I did a huge amount of travel at various times and never had qualms about checking email or doing some other tasks optionally on days off from time to time, but never considered myself to be "working" on weekends.
I've never checked an email on the weekend or in the evening in my nearly 20 years at this current employer, and have never had any qualms about enjoying my time off.
I check it on my own time, but for my own personal curiosity. “I wonder how that team’s dealing with such and such”, that sort of thing. And my job’s inherently on-call 24/7; if something goes badly, I’ll get notified even if I’m not the primary responder, but that’s so rare that I never consider that when making plans.
I’m perfectly content turning my phone off to go camping or whatever. I also don’t feel bad seeing what my coworkers are up to when I’m out of office.
A lot of people are very binary. Yes, I'd internally grumble a bit if a business trip cut into a weekend for travel. I'd also sometimes check email over a weekend or PTO and resolve something if I could quickly. But I certainly didn't go into the office over weekends (or, indeed, latterly at all). And I never took time off for a doctor's appointment or other personal matters taking less than a full day.
And, to your point, if I did take PTO for vacation, the degree to which I'd be contactable or not was never a factor.
I helped a colleague working on a POC for a customer over the weekend. Was fun! Normally I wouldn’t work over the weekend but I find mentoring and teaching colleagues to be rewarding.
The worst thing is when you get users on this very board with the superiority complex because they pulling 55 hours/week in Cali since more than a decade.
What are some downsides in the past 2 years that you have seen living in SF? Any reliable sources online (bloggers, social media account, etc) of what city life is like in SF?
It’s certainly not a cheap city, but IME expenses aren’t high proportional to tech salaries. (Side note: …which feeds the “techbros” criticism.) Yes, it costs more to live here than where we were in Nebraska. It also pays a much higher percent more than the average salaries there, so the number of hours I have to work to buy a thing is significantly less.
That aside, SF is a world city with an enormous amount of interesting and fun things to do. And if you get bored with that, it’s a short trip to see giant redwoods or hike through forests or climb mountains. There is a lot to see and do.
That’s within one block of the TL, so I’m not shocked. When you’re immediately adjacent to the worst neighborhood in SF, you’re going to see some bad-neighborhood stuff. It’s going to look a lot different than, say, Nob Hill or Noe Valley.
TL-affinity for these issues hasn't been an accurate description of SF for several years.
We're talking about downtown SF, that's it. Part of Civic Center was converted into a skate park to drive the homeless out because what used to be kept local-ish to the TL had spread throughout downtown.

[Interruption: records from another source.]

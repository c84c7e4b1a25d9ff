//! Replay demo: synthesizes a one-second trace containing a single blink,
//! streams it through the live detector, then reprocesses the same trace
//! with the batch recalculator.
//!
//! Run with: cargo run --example replay_demo

use std::time::Duration;

use nictate::core::{BatchBlinkRecalculator, BlinkRateTracker, StreamingBlinkDetector};
use nictate::session::create_shared_log;
use nictate::source::{Recording, Speed};

fn main() {
    println!("=== Nictate Replay Demo ===");
    println!();

    let recording = Recording::synthetic_blink(100.0, 1.0, 0.3, 0.7, 0.1);
    let stats = recording.stats();
    println!(
        "Synthesized {} samples at {:.0}Hz, confidence dips during [0.3s, 0.7s)",
        stats.sample_count, stats.mean_rate_hz
    );
    println!();

    println!("Streaming detection (4x replay):");
    let session = create_shared_log();
    let mut detector = StreamingBlinkDetector::new(0.2, 0.5, 0.5);
    let mut rate_tracker = BlinkRateTracker::new(300.0);

    let receiver = recording.clone().stream(Speed::Paced(4.0));
    while let Ok(sample) = receiver.recv_timeout(Duration::from_secs(2)) {
        session.record_samples(1);
        if let Some(event) = detector.ingest(&[sample]) {
            session.record_event(event.phase);
            println!(
                "  [{:.3}s] {} (confidence {:.2})",
                event.timestamp, event.phase, event.confidence
            );
            if let Some(blink) = rate_tracker.record(&event) {
                println!("  eye was closed for {:.0}ms", blink.duration * 1000.0);
            }
        }
    }
    println!();

    println!("Batch recalculation of the same trace:");
    let mut recalculator = BatchBlinkRecalculator::new();
    match recalculator.recalculate(recording.samples(), 0.2, 0.5, 0.5) {
        Ok(curve) => {
            session.record_recalculation();
            println!(
                "  Kernel of {} taps over {} samples",
                curve.filter_size,
                curve.len()
            );
            for event in curve.events() {
                println!(
                    "  [{:.3}s] {} (confidence {:.2})",
                    event.timestamp, event.phase, event.confidence
                );
            }
        }
        Err(e) => {
            println!("  Recalculation failed: {e}");
        }
    }

    println!();
    println!("{}", session.summary());
    println!();
    println!("Done!");
}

On any given night you'll now find an open air market of stolen goods at the corner of Seventh and Market, across from Civic Center. Is that in the TL? The situation is more fluid than in the past, and these people are indeed still sleeping and shitting on the sidewalks.

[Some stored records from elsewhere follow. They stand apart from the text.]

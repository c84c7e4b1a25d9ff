//! Sample sources and shared data types.
//!
//! The detectors in `core` are source-agnostic; this module provides the
//! types they exchange plus a file-backed replay source for recorded traces.

pub mod replay;
pub mod types;

// Re-export commonly used types
pub use replay::{Recording, RecordingStats, SourceError, Speed};
pub use types::{BlinkEvent, BlinkPhase, PupilSample};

I don't drink coffee, but I believe you. I'm sure there are still some areas that are bad. I just haven't seen it in the areas that I frequent (although I used to).
Silicon Valley has worked 996 as long as I can remember. Even during sprints at Google it was worse 24/7 was common at times.
I work with China and US tech scene and while the chinese scene is more 'hungry' these days US scene is just, if not even more, hardworking and certainly works 'smarter' quite often.
Saturday corporate card transactions for restaurant, delivery, and takeout by employees at San Francisco-based businesses are 0.4% more than last year.
Everything else in the article is guesswork.